A lo lejos se escuchaba una guitarra que le cantaba al amor en noche de luna llena, miré el lago y parecía una continuación del cielo con tantas estrellas juntas, y seguían los enamorados caminando, embelesados, hasta que se escuchó el galope de un caballo, no les dio tiempo a nada, pasó el jinete con furia y un brillo de sangre amada, baño la orilla del lago y ahí los encontró el alba, juntos para siempre. Volví a mi cama, me arrope bien, sentía mucho frío y me quedé dormida, cuando desperté el sol ya estaba alto en el cielo, en realidad no sabia muy bien si había soñado o lo que había visto esa noche era verdad.

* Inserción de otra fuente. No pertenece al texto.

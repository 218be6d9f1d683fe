//! In-memory gateway for development and tests
//!
//! Holds package-level demo data and computes the same aggregates the data
//! service's stored functions return.

use super::FinancialGateway;
use crate::error::AssistantError;
use crate::models::{
    ConversationLogEntry, FinancialSummaryRow, OverspentPackageRow, ProjectBudgetRow,
    TradeBudgetRow, TradePackageRow,
};
use crate::Result;
use async_trait::async_trait;
use std::collections::BTreeMap;
use std::sync::Arc;
use tokio::sync::RwLock;
use uuid::Uuid;

#[derive(Debug, Clone)]
pub struct DemoProject {
    pub id: Uuid,
    pub org_id: Uuid,
    pub code: String,
    pub name: String,
    pub status: String,
}

#[derive(Debug, Clone)]
pub struct DemoPackage {
    pub project_id: Uuid,
    pub trade_name: String,
    pub csi_code: String,
    pub name: String,
    pub description: String,
    pub original_budget: f64,
    pub approved_changes: f64,
    pub committed: f64,
    pub invoiced: f64,
    pub paid: f64,
    pub status: String,
}

impl DemoPackage {
    fn revised_budget(&self) -> f64 {
        self.original_budget + self.approved_changes
    }

    fn remaining(&self) -> f64 {
        self.revised_budget() - self.committed
    }

    fn is_overspent(&self) -> bool {
        self.committed > self.revised_budget()
    }
}

#[derive(Default)]
struct Totals {
    count: i64,
    original_budget: f64,
    approved_changes: f64,
    committed: f64,
    invoiced: f64,
    paid: f64,
}

impl Totals {
    fn add(&mut self, p: &DemoPackage) {
        self.count += 1;
        self.original_budget += p.original_budget;
        self.approved_changes += p.approved_changes;
        self.committed += p.committed;
        self.invoiced += p.invoiced;
        self.paid += p.paid;
    }

    fn revised_budget(&self) -> f64 {
        self.original_budget + self.approved_changes
    }
}

/// Percentage with one decimal place; zero when the base is zero.
fn pct(part: f64, whole: f64) -> f64 {
    if whole == 0.0 {
        0.0
    } else {
        (part / whole * 1000.0).round() / 10.0
    }
}

pub struct InMemoryGateway {
    projects: Vec<DemoProject>,
    packages: Vec<DemoPackage>,
    chat_logs: Arc<RwLock<Vec<ConversationLogEntry>>>,
    query_failure: Option<String>,
    log_failure: Option<String>,
}

impl InMemoryGateway {
    pub fn new(projects: Vec<DemoProject>, packages: Vec<DemoPackage>) -> Self {
        Self {
            projects,
            packages,
            chat_logs: Arc::new(RwLock::new(Vec::new())),
            query_failure: None,
            log_failure: None,
        }
    }

    /// Make every aggregate query fail with `message`.
    pub fn with_query_failure(mut self, message: impl Into<String>) -> Self {
        self.query_failure = Some(message.into());
        self
    }

    /// Make chat log writes fail with `message`.
    pub fn with_log_failure(mut self, message: impl Into<String>) -> Self {
        self.log_failure = Some(message.into());
        self
    }

    pub fn projects(&self) -> &[DemoProject] {
        &self.projects
    }

    /// Snapshot of every log entry written so far.
    pub async fn chat_logs(&self) -> Vec<ConversationLogEntry> {
        self.chat_logs.read().await.clone()
    }

    fn check_failure(&self) -> Result<()> {
        match &self.query_failure {
            Some(message) => Err(AssistantError::GatewayError(message.clone())),
            None => Ok(()),
        }
    }

    fn project(&self, id: Uuid) -> Option<&DemoProject> {
        self.projects.iter().find(|p| p.id == id)
    }

    fn project_name(&self, id: Uuid) -> String {
        self.project(id).map(|p| p.name.clone()).unwrap_or_default()
    }

    fn scoped_packages(
        &self,
        org_id: Uuid,
        project_id: Option<Uuid>,
    ) -> impl Iterator<Item = &DemoPackage> {
        self.packages.iter().filter(move |pkg| {
            let in_org = self
                .project(pkg.project_id)
                .map(|p| p.org_id == org_id)
                .unwrap_or(false);
            in_org && project_id.map_or(true, |id| pkg.project_id == id)
        })
    }

    /// Three-project demo portfolio for the default tenant.
    pub fn with_demo_data() -> Self {
        let org_id = crate::config::DEFAULT_TENANT_ID;
        let tower = Uuid::from_u128(0x0000_0001);
        let medical = Uuid::from_u128(0x0000_0002);
        let school = Uuid::from_u128(0x0000_0003);

        let project = |id: Uuid, code: &str, name: &str| DemoProject {
            id,
            org_id,
            code: code.to_string(),
            name: name.to_string(),
            status: "active".to_string(),
        };

        let projects = vec![
            project(tower, "PRJ-001", "Downtown Office Tower"),
            project(medical, "PRJ-002", "Riverside Medical Center"),
            project(school, "PRJ-003", "Lakewood Elementary Renovation"),
        ];

        #[allow(clippy::too_many_arguments)]
        fn package(
            project_id: Uuid,
            trade: (&str, &str),
            name: &str,
            description: &str,
            budget: (f64, f64),
            committed: f64,
            invoiced: f64,
            paid: f64,
            status: &str,
        ) -> DemoPackage {
            DemoPackage {
                project_id,
                trade_name: trade.0.to_string(),
                csi_code: trade.1.to_string(),
                name: name.to_string(),
                description: description.to_string(),
                original_budget: budget.0,
                approved_changes: budget.1,
                committed,
                invoiced,
                paid,
                status: status.to_string(),
            }
        }

        const CONCRETE: (&str, &str) = ("Concrete", "03");
        const MASONRY: (&str, &str) = ("Masonry", "04");
        const METALS: (&str, &str) = ("Metals", "05");
        const ROOFING: (&str, &str) = ("Roofing", "07");
        const FINISHES: (&str, &str) = ("Finishes", "09");
        const ELEVATORS: (&str, &str) = ("Elevators", "14");
        const FIRE: (&str, &str) = ("Fire Protection", "21");
        const PLUMBING: (&str, &str) = ("Plumbing", "22");
        const HVAC: (&str, &str) = ("HVAC", "23");
        const ELECTRICAL: (&str, &str) = ("Electrical", "26");

        let packages = vec![
            package(tower, CONCRETE, "Foundations & Structure", "Cast-in-place concrete frame", (4_800_000.0, 150_000.0), 4_900_000.0, 3_100_000.0, 2_800_000.0, "active"),
            package(tower, MASONRY, "Exterior Masonry Veneer", "Brick veneer levels 1-3", (1_200_000.0, 0.0), 1_310_000.0, 600_000.0, 540_000.0, "active"),
            package(tower, METALS, "Structural Steel", "Steel framing levels 4-18", (3_600_000.0, 220_000.0), 3_700_000.0, 2_900_000.0, 2_600_000.0, "active"),
            package(tower, ELECTRICAL, "Electrical Rough-In", "Power distribution and lighting", (2_900_000.0, 80_000.0), 2_400_000.0, 900_000.0, 850_000.0, "active"),
            package(tower, ELEVATORS, "Passenger Elevators", "Six traction elevators", (1_650_000.0, 0.0), 1_600_000.0, 400_000.0, 400_000.0, "pending"),
            package(tower, HVAC, "HVAC Systems", "Central plant and VAV distribution", (3_100_000.0, 0.0), 2_750_000.0, 1_200_000.0, 1_000_000.0, "active"),
            package(medical, CONCRETE, "Podium & Slabs", "Podium structure and elevated slabs", (6_200_000.0, 300_000.0), 6_350_000.0, 4_000_000.0, 3_700_000.0, "active"),
            package(medical, PLUMBING, "Medical Gas & Plumbing", "Domestic water and medical gas", (3_400_000.0, 120_000.0), 3_800_000.0, 1_500_000.0, 1_300_000.0, "active"),
            package(medical, FIRE, "Fire Suppression", "Wet and pre-action sprinklers", (1_100_000.0, 0.0), 950_000.0, 300_000.0, 250_000.0, "active"),
            package(medical, ELECTRICAL, "Emergency Power", "Generators and critical branch", (4_300_000.0, 250_000.0), 4_100_000.0, 1_900_000.0, 1_700_000.0, "active"),
            package(medical, MASONRY, "Interior CMU Walls", "Shaft and stair CMU", (900_000.0, 0.0), 720_000.0, 300_000.0, 300_000.0, "closed"),
            package(school, ROOFING, "Roof Replacement", "TPO roof over existing deck", (850_000.0, 40_000.0), 870_000.0, 870_000.0, 820_000.0, "closed"),
            package(school, FINISHES, "Classroom Finishes", "Flooring, ceilings and paint", (1_300_000.0, 0.0), 1_050_000.0, 400_000.0, 380_000.0, "active"),
            package(school, MASONRY, "Masonry Restoration", "Repointing and brick repair", (420_000.0, 15_000.0), 380_000.0, 120_000.0, 100_000.0, "active"),
            package(school, HVAC, "Rooftop Units", "RTU replacement", (1_150_000.0, 0.0), 0.0, 0.0, 0.0, "pending"),
        ];

        Self::new(projects, packages)
    }
}

#[async_trait]
impl FinancialGateway for InMemoryGateway {
    async fn budget_by_trade(
        &self,
        org_id: Uuid,
        project_id: Option<Uuid>,
    ) -> Result<Vec<TradeBudgetRow>> {
        self.check_failure()?;

        // Keyed by CSI code so rows come back in MasterFormat division order
        let mut by_trade: BTreeMap<(String, String), Totals> = BTreeMap::new();
        for pkg in self.scoped_packages(org_id, project_id) {
            by_trade
                .entry((pkg.csi_code.clone(), pkg.trade_name.clone()))
                .or_default()
                .add(pkg);
        }

        Ok(by_trade
            .into_iter()
            .map(|((csi_code, trade_name), t)| TradeBudgetRow {
                trade_name,
                csi_code,
                package_count: t.count,
                original_budget: t.original_budget,
                approved_changes: t.approved_changes,
                revised_budget: t.revised_budget(),
                committed: t.committed,
                invoiced: t.invoiced,
                paid: t.paid,
                remaining: t.revised_budget() - t.committed,
            })
            .collect())
    }

    async fn budget_by_project(&self, org_id: Uuid) -> Result<Vec<ProjectBudgetRow>> {
        self.check_failure()?;

        Ok(self
            .projects
            .iter()
            .filter(|p| p.org_id == org_id)
            .map(|project| {
                let mut t = Totals::default();
                for pkg in self.scoped_packages(org_id, Some(project.id)) {
                    t.add(pkg);
                }

                ProjectBudgetRow {
                    project_name: project.name.clone(),
                    project_code: project.code.clone(),
                    project_status: project.status.clone(),
                    original_budget: t.original_budget,
                    approved_changes: t.approved_changes,
                    revised_budget: t.revised_budget(),
                    committed: t.committed,
                    invoiced: t.invoiced,
                    paid: t.paid,
                    remaining: t.revised_budget() - t.committed,
                    pct_spent: pct(t.committed, t.revised_budget()),
                }
            })
            .collect())
    }

    async fn overspent_packages(
        &self,
        org_id: Uuid,
        project_id: Option<Uuid>,
    ) -> Result<Vec<OverspentPackageRow>> {
        self.check_failure()?;

        let mut rows: Vec<OverspentPackageRow> = self
            .scoped_packages(org_id, project_id)
            .filter(|pkg| pkg.is_overspent())
            .map(|pkg| {
                let overspent_amount = pkg.committed - pkg.revised_budget();
                OverspentPackageRow {
                    project_name: self.project_name(pkg.project_id),
                    trade_name: pkg.trade_name.clone(),
                    package_name: pkg.name.clone(),
                    revised_budget: pkg.revised_budget(),
                    committed: pkg.committed,
                    overspent_amount,
                    overspent_pct: pct(overspent_amount, pkg.revised_budget()),
                }
            })
            .collect();

        rows.sort_by(|a, b| b.overspent_amount.total_cmp(&a.overspent_amount));
        Ok(rows)
    }

    async fn financial_summary(
        &self,
        org_id: Uuid,
        project_id: Option<Uuid>,
    ) -> Result<Vec<FinancialSummaryRow>> {
        self.check_failure()?;

        let mut t = Totals::default();
        let mut open_packages = 0;
        let mut overspent_packages = 0;
        for pkg in self.scoped_packages(org_id, project_id) {
            t.add(pkg);
            if pkg.status != "closed" {
                open_packages += 1;
            }
            if pkg.is_overspent() {
                overspent_packages += 1;
            }
        }

        let revised = t.revised_budget();
        Ok(vec![FinancialSummaryRow {
            total_original_budget: t.original_budget,
            total_approved_changes: t.approved_changes,
            total_revised_budget: revised,
            total_committed: t.committed,
            total_invoiced: t.invoiced,
            total_paid: t.paid,
            total_remaining: revised - t.committed,
            pct_committed: pct(t.committed, revised),
            pct_invoiced: pct(t.invoiced, revised),
            pct_paid: pct(t.paid, revised),
            open_packages,
            overspent_packages,
        }])
    }

    async fn packages_by_trade(
        &self,
        org_id: Uuid,
        trade_name: &str,
        project_id: Option<Uuid>,
    ) -> Result<Vec<TradePackageRow>> {
        self.check_failure()?;

        let wanted = trade_name.trim().to_lowercase();
        Ok(self
            .scoped_packages(org_id, project_id)
            .filter(|pkg| pkg.trade_name.to_lowercase() == wanted)
            .map(|pkg| TradePackageRow {
                project_name: self.project_name(pkg.project_id),
                package_name: pkg.name.clone(),
                description: Some(pkg.description.clone()),
                original_budget: pkg.original_budget,
                approved_changes: pkg.approved_changes,
                revised_budget: pkg.revised_budget(),
                committed: pkg.committed,
                invoiced: pkg.invoiced,
                paid: pkg.paid,
                remaining: pkg.remaining(),
                status: pkg.status.clone(),
            })
            .collect())
    }

    async fn resolve_project(&self, org_id: Uuid, fragment: &str) -> Result<Option<Uuid>> {
        let needle = fragment.to_lowercase();
        Ok(self
            .projects
            .iter()
            .filter(|p| p.org_id == org_id)
            .find(|p| p.name.to_lowercase().contains(&needle))
            .map(|p| p.id))
    }

    async fn append_chat_log(&self, entry: &ConversationLogEntry) -> Result<()> {
        if let Some(message) = &self.log_failure {
            return Err(AssistantError::GatewayError(message.clone()));
        }

        self.chat_logs.write().await.push(entry.clone());
        Ok(())
    }
}
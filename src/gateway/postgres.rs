//! Direct Postgres backend
//!
//! Calls the same stored functions the REST backend reaches through
//! PostgREST. Numeric columns are cast to float8 so rows decode without a
//! decimal crate.

use super::{escape_like, procedures, FinancialGateway};
use crate::error::AssistantError;
use crate::models::{
    ConversationLogEntry, FinancialSummaryRow, OverspentPackageRow, ProjectBudgetRow,
    ProjectRef, TradeBudgetRow, TradePackageRow,
};
use crate::Result;
use async_trait::async_trait;
use sqlx::postgres::PgPoolOptions;
use sqlx::PgPool;
use uuid::Uuid;

pub struct PostgresGateway {
    pool: PgPool,
}

impl PostgresGateway {
    pub fn new(pool: PgPool) -> Self {
        Self { pool }
    }

    /// Build a pool that connects on first query.
    pub fn connect_lazy(database_url: &str) -> Result<Self> {
        let pool = PgPoolOptions::new()
            .max_connections(5)
            .connect_lazy(database_url)
            .map_err(|e| {
                AssistantError::ConfigError(format!("Invalid DATABASE_URL: {}", e))
            })?;

        Ok(Self::new(pool))
    }
}

fn query_error(procedure: &str, e: sqlx::Error) -> AssistantError {
    AssistantError::GatewayError(format!("{} failed: {}", procedure, e))
}

fn budget_by_trade_sql() -> String {
    format!(
        r#"
        SELECT trade_name, csi_code, package_count::int8 AS package_count,
               original_budget::float8 AS original_budget,
               approved_changes::float8 AS approved_changes,
               revised_budget::float8 AS revised_budget,
               committed::float8 AS committed,
               invoiced::float8 AS invoiced,
               paid::float8 AS paid,
               remaining::float8 AS remaining
        FROM {}($1, $2)
        "#,
        procedures::BUDGET_BY_TRADE
    )
}

fn budget_by_project_sql() -> String {
    format!(
        r#"
        SELECT project_name, project_code, project_status,
               original_budget::float8 AS original_budget,
               approved_changes::float8 AS approved_changes,
               revised_budget::float8 AS revised_budget,
               committed::float8 AS committed,
               invoiced::float8 AS invoiced,
               paid::float8 AS paid,
               remaining::float8 AS remaining,
               pct_spent::float8 AS pct_spent
        FROM {}($1)
        "#,
        procedures::BUDGET_BY_PROJECT
    )
}

fn overspent_packages_sql() -> String {
    format!(
        r#"
        SELECT project_name, trade_name, package_name,
               revised_budget::float8 AS revised_budget,
               committed::float8 AS committed,
               overspent_amount::float8 AS overspent_amount,
               overspent_pct::float8 AS overspent_pct
        FROM {}($1, $2)
        "#,
        procedures::OVERSPENT_PACKAGES
    )
}

fn financial_summary_sql() -> String {
    format!(
        r#"
        SELECT total_original_budget::float8 AS total_original_budget,
               total_approved_changes::float8 AS total_approved_changes,
               total_revised_budget::float8 AS total_revised_budget,
               total_committed::float8 AS total_committed,
               total_invoiced::float8 AS total_invoiced,
               total_paid::float8 AS total_paid,
               total_remaining::float8 AS total_remaining,
               pct_committed::float8 AS pct_committed,
               pct_invoiced::float8 AS pct_invoiced,
               pct_paid::float8 AS pct_paid,
               open_packages::int8 AS open_packages,
               overspent_packages::int8 AS overspent_packages
        FROM {}($1, $2)
        "#,
        procedures::FINANCIAL_SUMMARY
    )
}

fn packages_by_trade_sql() -> String {
    format!(
        r#"
        SELECT project_name, package_name, description,
               original_budget::float8 AS original_budget,
               approved_changes::float8 AS approved_changes,
               revised_budget::float8 AS revised_budget,
               committed::float8 AS committed,
               invoiced::float8 AS invoiced,
               paid::float8 AS paid,
               remaining::float8 AS remaining,
               status
        FROM {}(p_org_id => $1, p_trade_name => $2, p_project_id => $3)
        "#,
        procedures::PACKAGES_BY_TRADE
    )
}

const RESOLVE_PROJECT_SQL: &str = r#"
    SELECT id, name
    FROM projects
    WHERE org_id = $1 AND name ILIKE $2
    LIMIT 1
"#;

const INSERT_CHAT_LOG_SQL: &str = r#"
    INSERT INTO chat_logs (org_id, question, tool_calls, response, model, created_at)
    VALUES ($1, $2, $3, $4, $5, $6)
"#;

#[async_trait]
impl FinancialGateway for PostgresGateway {
    async fn budget_by_trade(
        &self,
        org_id: Uuid,
        project_id: Option<Uuid>,
    ) -> Result<Vec<TradeBudgetRow>> {
        sqlx::query_as::<_, TradeBudgetRow>(&budget_by_trade_sql())
            .bind(org_id)
            .bind(project_id)
            .fetch_all(&self.pool)
            .await
            .map_err(|e| query_error(procedures::BUDGET_BY_TRADE, e))
    }

    async fn budget_by_project(&self, org_id: Uuid) -> Result<Vec<ProjectBudgetRow>> {
        sqlx::query_as::<_, ProjectBudgetRow>(&budget_by_project_sql())
            .bind(org_id)
            .fetch_all(&self.pool)
            .await
            .map_err(|e| query_error(procedures::BUDGET_BY_PROJECT, e))
    }

    async fn overspent_packages(
        &self,
        org_id: Uuid,
        project_id: Option<Uuid>,
    ) -> Result<Vec<OverspentPackageRow>> {
        sqlx::query_as::<_, OverspentPackageRow>(&overspent_packages_sql())
            .bind(org_id)
            .bind(project_id)
            .fetch_all(&self.pool)
            .await
            .map_err(|e| query_error(procedures::OVERSPENT_PACKAGES, e))
    }

    async fn financial_summary(
        &self,
        org_id: Uuid,
        project_id: Option<Uuid>,
    ) -> Result<Vec<FinancialSummaryRow>> {
        sqlx::query_as::<_, FinancialSummaryRow>(&financial_summary_sql())
            .bind(org_id)
            .bind(project_id)
            .fetch_all(&self.pool)
            .await
            .map_err(|e| query_error(procedures::FINANCIAL_SUMMARY, e))
    }

    async fn packages_by_trade(
        &self,
        org_id: Uuid,
        trade_name: &str,
        project_id: Option<Uuid>,
    ) -> Result<Vec<TradePackageRow>> {
        sqlx::query_as::<_, TradePackageRow>(&packages_by_trade_sql())
            .bind(org_id)
            .bind(trade_name)
            .bind(project_id)
            .fetch_all(&self.pool)
            .await
            .map_err(|e| query_error(procedures::PACKAGES_BY_TRADE, e))
    }

    async fn resolve_project(&self, org_id: Uuid, fragment: &str) -> Result<Option<Uuid>> {
        let pattern = format!("%{}%", escape_like(fragment));

        let project = sqlx::query_as::<_, ProjectRef>(RESOLVE_PROJECT_SQL)
            .bind(org_id)
            .bind(pattern)
            .fetch_optional(&self.pool)
            .await
            .map_err(|e| query_error("project lookup", e))?;

        Ok(project.map(|p| p.id))
    }

    async fn append_chat_log(&self, entry: &ConversationLogEntry) -> Result<()> {
        let tool_calls = serde_json::to_value(&entry.tool_calls)?;

        sqlx::query(INSERT_CHAT_LOG_SQL)
            .bind(entry.org_id)
            .bind(&entry.question)
            .bind(tool_calls)
            .bind(&entry.response)
            .bind(&entry.model)
            .bind(entry.created_at)
            .execute(&self.pool)
            .await
            .map_err(|e| query_error("chat log insert", e))?;

        Ok(())
    }
}

#[cfg(test)]
mod tests {
    use super::*;

    #[test]
    fn test_queries_call_stored_functions() {
        assert!(budget_by_trade_sql().contains("FROM get_budget_by_trade($1, $2)"));
        assert!(budget_by_project_sql().contains("FROM get_budget_by_project($1)"));
        assert!(overspent_packages_sql().contains("FROM get_overspent_packages($1, $2)"));
        assert!(financial_summary_sql().contains("FROM get_financial_summary($1, $2)"));
        assert!(packages_by_trade_sql().contains("p_trade_name => $2"));
    }

    #[test]
    fn test_money_columns_are_cast_to_float8() {
        let sql = budget_by_trade_sql();
        for column in ["original_budget", "committed", "remaining"] {
            assert!(sql.contains(&format!("{}::float8 AS {}", column, column)));
        }
    }

    #[tokio::test]
    async fn test_connect_lazy_rejects_bad_url() {
        assert!(PostgresGateway::connect_lazy("not a url").is_err());
    }
}
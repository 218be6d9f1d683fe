//! Output chunks and their wire encoding
//!
//! The browser consumes the AI SDK data-stream protocol: one line per
//! chunk, `<code>:<json>\n`.

use crate::llm::{FinishReason, Usage};
use crate::models::{ToolCall, ToolResult};
use serde_json::json;

/// Header announcing the data-stream protocol version.
pub const DATA_STREAM_HEADER: &str = "x-vercel-ai-data-stream";
pub const DATA_STREAM_VERSION: &str = "v1";

#[derive(Debug, Clone, PartialEq)]
pub enum StreamChunk {
    StepStart { message_id: String },
    TextDelta(String),
    /// Emitted before execution, state "pending".
    ToolCall(ToolCall),
    /// Emitted after execution, state "result".
    ToolResult(ToolResult),
    StepFinish {
        reason: FinishReason,
        usage: Usage,
        is_continued: bool,
    },
    Finish { reason: FinishReason, usage: Usage },
    Error(String),
}

impl StreamChunk {
    /// Encode as one protocol line, newline included.
    pub fn to_data_stream_line(&self) -> String {
        let (code, value) = match self {
            StreamChunk::StepStart { message_id } => ('f', json!({ "messageId": message_id })),
            StreamChunk::TextDelta(text) => ('0', json!(text)),
            StreamChunk::ToolCall(call) => (
                '9',
                json!({
                    "toolCallId": call.id,
                    "toolName": call.name,
                    "args": call.arguments,
                }),
            ),
            StreamChunk::ToolResult(result) => (
                'a',
                json!({
                    "toolCallId": result.tool_call_id,
                    "result": result.payload,
                }),
            ),
            StreamChunk::StepFinish {
                reason,
                usage,
                is_continued,
            } => (
                'e',
                json!({
                    "finishReason": reason.as_str(),
                    "usage": usage,
                    "isContinued": is_continued,
                }),
            ),
            StreamChunk::Finish { reason, usage } => (
                'd',
                json!({ "finishReason": reason.as_str(), "usage": usage }),
            ),
            StreamChunk::Error(message) => ('3', json!(message)),
        };

        format!("{}:{}\n", code, value)
    }
}
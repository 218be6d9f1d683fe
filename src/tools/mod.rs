//! Tool trait and registry
//!
//! Tools are thin typed wrappers over one gateway query each. The model
//! picks them by name; the registry maps the name to a handler and
//! validates arguments before anything runs.

use crate::error::AssistantError;
use crate::gateway::FinancialGateway;
use crate::models::{ToolCall, ToolResult};
use crate::Result;
use serde::de::DeserializeOwned;
use serde::{Deserialize, Serialize};
use serde_json::{json, Value};
use std::collections::HashMap;
use std::sync::Arc;
use tracing::{debug, warn};
use uuid::Uuid;

pub mod finance;

pub use finance::{
    BudgetByProjectTool, BudgetByTradeTool, FinancialSummaryTool, OverspentPackagesTool,
    PackagesByTradeTool, KNOWN_TRADES,
};

/// Everything a tool needs to run one call.
#[derive(Clone)]
pub struct ToolContext {
    pub gateway: Arc<dyn FinancialGateway>,
    pub org_id: Uuid,
}

/// Schema-bearing description handed to the model.
#[derive(Debug, Clone, Serialize, Deserialize, PartialEq)]
pub struct ToolDefinition {
    pub name: String,
    pub description: String,
    pub parameters: Value,
}

/// Trait for a single tool
#[async_trait::async_trait]
pub trait Tool: Send + Sync {
    fn name(&self) -> &'static str;
    fn description(&self) -> &'static str;
    /// JSON schema of the argument object.
    fn parameters(&self) -> Value;
    /// Run with already-decoded JSON arguments.
    ///
    /// Validation failures are `Err`. Gateway failures are returned as an
    /// `{error}` payload so they never cross the tool boundary.
    async fn execute(&self, ctx: &ToolContext, arguments: Value) -> Result<Value>;
}

/// Tool registry for looking up and executing tools
pub struct ToolRegistry {
    tools: HashMap<String, Arc<dyn Tool>>,
}

impl ToolRegistry {
    pub fn new() -> Self {
        Self {
            tools: HashMap::new(),
        }
    }

    pub fn register(&mut self, tool: Arc<dyn Tool>) {
        self.tools.insert(tool.name().to_string(), tool);
    }

    pub fn get(&self, name: &str) -> Option<Arc<dyn Tool>> {
        self.tools.get(name).cloned()
    }

    /// Registered names, sorted.
    pub fn list(&self) -> Vec<&str> {
        let mut names: Vec<&str> = self.tools.keys().map(|s| s.as_str()).collect();
        names.sort_unstable();
        names
    }

    /// Definitions sorted by name so every model request is identical.
    pub fn definitions(&self) -> Vec<ToolDefinition> {
        self.list()
            .into_iter()
            .filter_map(|name| self.tools.get(name))
            .map(|tool| ToolDefinition {
                name: tool.name().to_string(),
                description: tool.description().to_string(),
                parameters: tool.parameters(),
            })
            .collect()
    }

    /// Execute one model-issued call. Never fails: every problem becomes an
    /// `{error}` payload the model can read and react to.
    pub async fn dispatch(&self, ctx: &ToolContext, call: &ToolCall) -> ToolResult {
        let Some(tool) = self.get(&call.name) else {
            warn!(tool_name = %call.name, "Model requested an unregistered tool");
            return ToolResult::error(
                call,
                AssistantError::ToolNotFound(call.name.clone()).payload_message(),
            );
        };

        debug!(tool_name = %call.name, tool_call_id = %call.id, "Executing tool");

        match tool.execute(ctx, call.arguments.clone()).await {
            Ok(payload) => ToolResult {
                tool_call_id: call.id.clone(),
                tool_name: call.name.clone(),
                payload,
            },
            Err(e) => {
                warn!(tool_name = %call.name, error = %e, "Tool call rejected");
                ToolResult::error(call, e.payload_message())
            }
        }
    }
}

impl Default for ToolRegistry {
    fn default() -> Self {
        Self::new()
    }
}

/// Decode a tool's argument object into its typed form.
///
/// `null` counts as an empty object; anything else that is not an object
/// is rejected, as are wrong primitive types, unknown fields and missing
/// required fields.
pub fn parse_arguments<T: DeserializeOwned>(tool_name: &str, arguments: Value) -> Result<T> {
    let arguments = match arguments {
        Value::Null => json!({}),
        Value::Object(map) => Value::Object(map),
        other => {
            return Err(AssistantError::InvalidToolInput(format!(
                "{} expects a JSON object, got {}",
                tool_name, other
            )))
        }
    };

    serde_json::from_value(arguments).map_err(|e| {
        AssistantError::InvalidToolInput(format!("{}: {}", tool_name, e))
    })
}

/// Create the registry with the five finance tools.
pub fn create_default_registry() -> ToolRegistry {
    let mut registry = ToolRegistry::new();

    registry.register(Arc::new(BudgetByTradeTool));
    registry.register(Arc::new(BudgetByProjectTool));
    registry.register(Arc::new(OverspentPackagesTool));
    registry.register(Arc::new(FinancialSummaryTool));
    registry.register(Arc::new(PackagesByTradeTool));

    registry
}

No me preocupé demasiado; recorrí el lago; que de día, no tenia nada de particular, miré los pájaros, admiré los jardines, traté de escribir y nada, mis musas realmente estaban de vacaciones, escuché algo de música, caminé, caminé y volví a caminar alrededor de lago, fui de mañana, de tarde y al anochecer exploré cada centímetro de su orilla y no encontré nada fuera de lo común.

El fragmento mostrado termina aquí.